Новости медицины
Как иммунная система помогает бороться с раком
22/02/2019
У рака зловещая репутация. Есть на свете болезни и более смертельные (хоть и редкие), однако эвфемизм «страшный диагноз» закрепился в ХХ веке именно за онкологическими заболеваниями. Формированию такого имиджа послужил еще и тот факт, что не только симптомы болезни, но и способы лечения были весьма мучительными.
Человеку, оказавшемуся беспомощным в сложной жизненной ситуации, свойственно цепляться за самые эфемерные надежды. Время от времени распространялись слухи о необъяснимых исцелениях — вопреки прогнозам врачей, почти чудесным образом опухоль исчезала. Эти редчайшие случаи как бы намекали, что человек все же не полностью беззащитен перед болезнью. Есть в его распоряжении какая-то сила, неизвестная и неподконтрольная медицине.
В сущности, так и оказалось. Сила эта действительно была тогда не слишком хорошо изучена, хотя в целом и известна, и называлась она «системой приобретенного иммунитета». И когда настал XXI век, именно в этом направлении произошли главные прорывы.
Как устроен иммунитет
Об иммунной системе наш читатель знает все, что ему следует знать: это теперь проходят в средней школе. Исключение, возможно, составляет та прослойка населения, которая верит, что иммунитет можно «активировать» с помощью определенных брендов йогурта. В рамках компромисса между интересами этих двух групп вкратце (и с неизбежным элементом грубой профанации) напомним, как там все устроено.

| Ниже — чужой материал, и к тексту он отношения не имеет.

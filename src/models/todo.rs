use chrono::{DateTime, Utc};
use serde::{Deserialize, Serialize};
use uuid::Uuid;

/// Kind of human action a todo is waiting on. Matches the stage kind
/// that needs input, not the UI surface.
#[derive(Debug, Clone, Copy, PartialEq, Eq, Hash, Serialize, Deserialize)]
#[serde(rename_all = "snake_case")]
pub enum TodoType {
    /// Mirror of an external ITSM approval
    Itsm,
    /// Generic manual confirmation (pause stage)
    Approve,
    /// In-flow approval node inside a task graph
    InnerApprove,
    /// Resource pool ran short; retry once replenished
    ResourceReplenish,
    /// Task-graph failure awaiting a retry-or-terminate decision
    InnerFailed,
}

#[derive(Debug, Clone, Copy, PartialEq, Eq, Hash, Serialize, Deserialize)]
#[serde(rename_all = "snake_case")]
pub enum TodoStatus {
    Todo,
    Running,
    DoneSuccess,
    DoneFailed,
}

impl TodoStatus {
    pub fn is_done(&self) -> bool {
        matches!(self, TodoStatus::DoneSuccess | TodoStatus::DoneFailed)
    }
}

/// Actions a user can take on a todo.
#[derive(Debug, Clone, Copy, PartialEq, Eq, Serialize, Deserialize)]
#[serde(rename_all = "snake_case")]
pub enum TodoAction {
    /// Confirm / retry — resolves the todo as done-success
    Approve,
    /// Abort the waiting stage — resolves the todo as done-failed
    Terminate,
}

/// A human action item blocking one flow, denormalized onto its ticket.
///
/// Operators are the users who may act; helpers see the item but cannot
/// resolve it. Both lists are deduplicated and order-preserving, with
/// operators taking priority over helpers.
#[derive(Debug, Clone, Serialize, Deserialize)]
pub struct Todo {
    pub id: Uuid,
    pub ticket_id: Uuid,
    pub flow_id: Uuid,
    pub todo_type: TodoType,
    pub name: String,
    pub operators: Vec<String>,
    pub helpers: Vec<String>,
    pub status: TodoStatus,
    pub done_by: Option<String>,
    pub done_at: Option<DateTime<Utc>>,
    /// Keys needed to resume the stage (flow id, ticket id, extras)
    pub context: serde_json::Value,
    pub created_at: DateTime<Utc>,
}

impl Todo {
    pub fn new(
        ticket_id: Uuid,
        flow_id: Uuid,
        todo_type: TodoType,
        name: impl Into<String>,
        operators: Vec<String>,
        helpers: Vec<String>,
        context: serde_json::Value,
    ) -> Self {
        Self {
            id: Uuid::new_v4(),
            ticket_id,
            flow_id,
            todo_type,
            name: name.into(),
            operators,
            helpers,
            status: TodoStatus::Todo,
            done_by: None,
            done_at: None,
            context,
            created_at: Utc::now(),
        }
    }
}

/// Append-only audit record of an action taken on a todo.
#[derive(Debug, Clone, Serialize, Deserialize)]
pub struct TodoHistory {
    pub id: Uuid,
    pub todo_id: Uuid,
    pub actor: String,
    pub action: TodoAction,
    pub created_at: DateTime<Utc>,
}

impl TodoHistory {
    pub fn new(todo_id: Uuid, actor: impl Into<String>, action: TodoAction) -> Self {
        Self {
            id: Uuid::new_v4(),
            todo_id,
            actor: actor.into(),
            action,
            created_at: Utc::now(),
        }
    }
}
//! Informational stage: records what the ticket did, succeeds at once.

use async_trait::async_trait;

use crate::models::{Flow, FlowStatus, Ticket};
use crate::stages::{FlowStage, StageError, StatusProbe};

pub struct DescribeStage;

impl DescribeStage {
    pub fn new() -> Self {
        Self
    }
}

impl Default for DescribeStage {
    fn default() -> Self {
        Self::new()
    }
}

#[async_trait]
impl FlowStage for DescribeStage {
    async fn run(&self, _ticket: &Ticket, _flow: &Flow) -> Result<Option<String>, StageError> {
        Ok(None)
    }

    async fn status(
        &self,
        _ticket: &Ticket,
        _flow: &Flow,
        _probe: &mut StatusProbe,
    ) -> Result<FlowStatus, StageError> {
        Ok(FlowStatus::Succeeded)
    }

    async fn revoke(&self, _ticket: &Ticket, _flow: &Flow, _operator: &str) -> Result<(), StageError> {
        Ok(())
    }

    fn summary(&self, flow: &Flow) -> String {
        flow.details
            .get("description")
            .and_then(|v| v.as_str())
            .unwrap_or("task description")
            .to_string()
    }
}
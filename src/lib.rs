// Fleetflow Library - Database Fleet Ticket Orchestration
// This exposes the core components for testing and integration

pub mod builders;
pub mod config;
pub mod coordinator;
pub mod external;
pub mod manager;
pub mod models;
pub mod pool;
pub mod services;
pub mod stages;
pub mod store;
pub mod telemetry;
pub mod test_support;
pub mod todos;

// Re-export key types for easy access
pub use builders::{create_ticket, flow_sequence, TicketRequest};
pub use config::FleetflowConfig;
pub use coordinator::{CoordinatorConfig, FlowCoordinator};
pub use external::{
    ApprovalService, CmdbClient, DbaDirectory, ExternalError, Notifier, RateLimitedApproval,
    ResourcePool, TaskGraphEngine,
};
pub use manager::{aggregate_status, running_ticket_status, ManagerError, TicketFlowManager};
pub use models::{
    Flow, FlowStatus, FlowType, Host, MachineEvent, MachineEventType, MachinePool, PooledMachine,
    Ticket, TicketStatus, TicketType, Todo, TodoAction, TodoStatus, TodoType,
};
pub use pool::{MachinePoolManager, PoolError};
pub use services::Services;
pub use stages::{FlowStage, StageError, StatusProbe, TicketStage};
pub use store::{InMemoryStore, StoreError, TicketStore};
pub use telemetry::{generate_correlation_id, init_telemetry, shutdown_telemetry};
pub use todos::{TodoError, TodoManager};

Ключевой игрок — лимфоциты. В этих кровяных клетках происходят случайные перестройки особых генов, в результате чего в каждом лимфоците вырабатывается белок-иммуноглобулин, способный узнавать какую-то специфическую загогулину на других белковых молекулах. Когда такая загогулина — например, в составе оболочки зловредного вируса — появляется в поле зрения лимфоцита, он получает сигнал на размножение, производя множество потомков, готовых атаковать этот белок.
Проблема в том, что и сам человеческий организм — это совокупность десятков тысяч белков. Если дать лимфоцитам волю, они в считаные часы убьют собственного хозяина, атаковав его белки. На этот случай предусмотрен механизм, позволяющий отличать те белки, что подлежат атаке, от собственных белков-союзников. Финальный этап атаки лимфоцитов подчиняется принципу «все или ничего»: иммунная система, приняв решение о том, свой перед ней белок или чужой, либо бросает в бой все силы, либо поднимает белый флаг.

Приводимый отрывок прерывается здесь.